Their great chicken-bone and moonshine empire will rise again

I know you’re already seen this, but it’s just too good to let go by.

My favourite bit references the hobo signs stuff we were looking at earlier this month:

And they devised a secret language of signs and scrawls used to alert their passing brethren to danger or opportunity. A crucifix chalked on the side of a house meant that religious talk would get you a free meal inside. A picture of a cat meant “a kind woman lives here.” But intersecting circles warned that the local sheriff carried throwing stars, while twin W’s meant a mean dog slept in the yard and would rise on two legs and whisper secrets if you slept in the bushes. On some alley walls in whistle-stop towns you might find a cryptic translation of the complete text of Tristram Shandy, as that was the hobo’s favorite novel. And a picture of an H with sunrays around it meant that the hour had come: it was time to overthrow the government of the United States.

How cool would it be if that image started popping up around North America? A kind of muted post horn for the internet era…

I’m not saying we need to overthrow the government of the United States right now, but just in case we ever need to:

Hobo Revolution

The text of Hodgeman’s documentary comes, of course, from his book The Areas Of My Expertise, as do so many thingsFirst linked here in 2005.. The full text is behind the jump.


They called it the War to End All Wars. They called it the London Fire and the Trail of Tears. But they were all wrong. It was called the Great Depression, and the hoboes saw it coming.

1929, October. Black Thursday. The 24th day of October, 1929: the day the stock market crashed, instantly wiping out $30 billion in stock value. Soon after, the Bank of the United States would collapse, trapping all inside, many of them orphans. From his hover-yacht in the Caspian Sea, President Hoover reassured the panicked nation that only foreigners and the mentally feeble would suffer. But the damage was too great. After a decade of high-flying prosperity, the United States’ economy fell to earth and began tunnelling to an awful volcanic core of despair, food riots cloying folk songs, and lava. By March, 250,000 apple sellers would crowd the streets of Manhattan, desperately refusing to sell any other kind of fruit. But apples and sellers alike were easy pickings… for the hoboes.

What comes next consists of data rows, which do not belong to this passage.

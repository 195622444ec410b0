pub mod context;
pub mod environment;
pub mod error;
mod tree;
pub mod value;

pub use tree::TreeWalkInterpreter;

/// Destination for program output written by `print`.
pub trait SystemContext {
    fn write(&mut self, text: &str);
}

There had been hoboes in the United Sates since there had been trains and liquor, which is to say; always. But by 1930, an estimated two million broken souls had taken to the wandering life, hopping boxcars, picking up work where they could find it, and drinking, drinking, drinking. When Prohibition reigned, the hoboes knew of secret stills and hidden lakes of moonshine. It made them strong and wilful, and it made them blind and disfigured, and it spurred them to sing strange guttural songs in croaking voices that haunted the American night.

In may ways, they were a nation unto themselves. They had their own currency in the form of “hobo nickels” – the ordinary buffalo nickels onto which they would intricately carve new words and imagines, changing the Indian head to a picture of a hobo or changing the buffalo into a large hairy man wearing a clock and fake horns. Another common craft was lint-knitting, using scraps of wool fuzz from pilled sweaters to make new sweaters, which they would then attempt to sell door to door. They had their own flag, which was identical to the flag of Barbados (this was either a coincidence or a deliberate effort to confuse).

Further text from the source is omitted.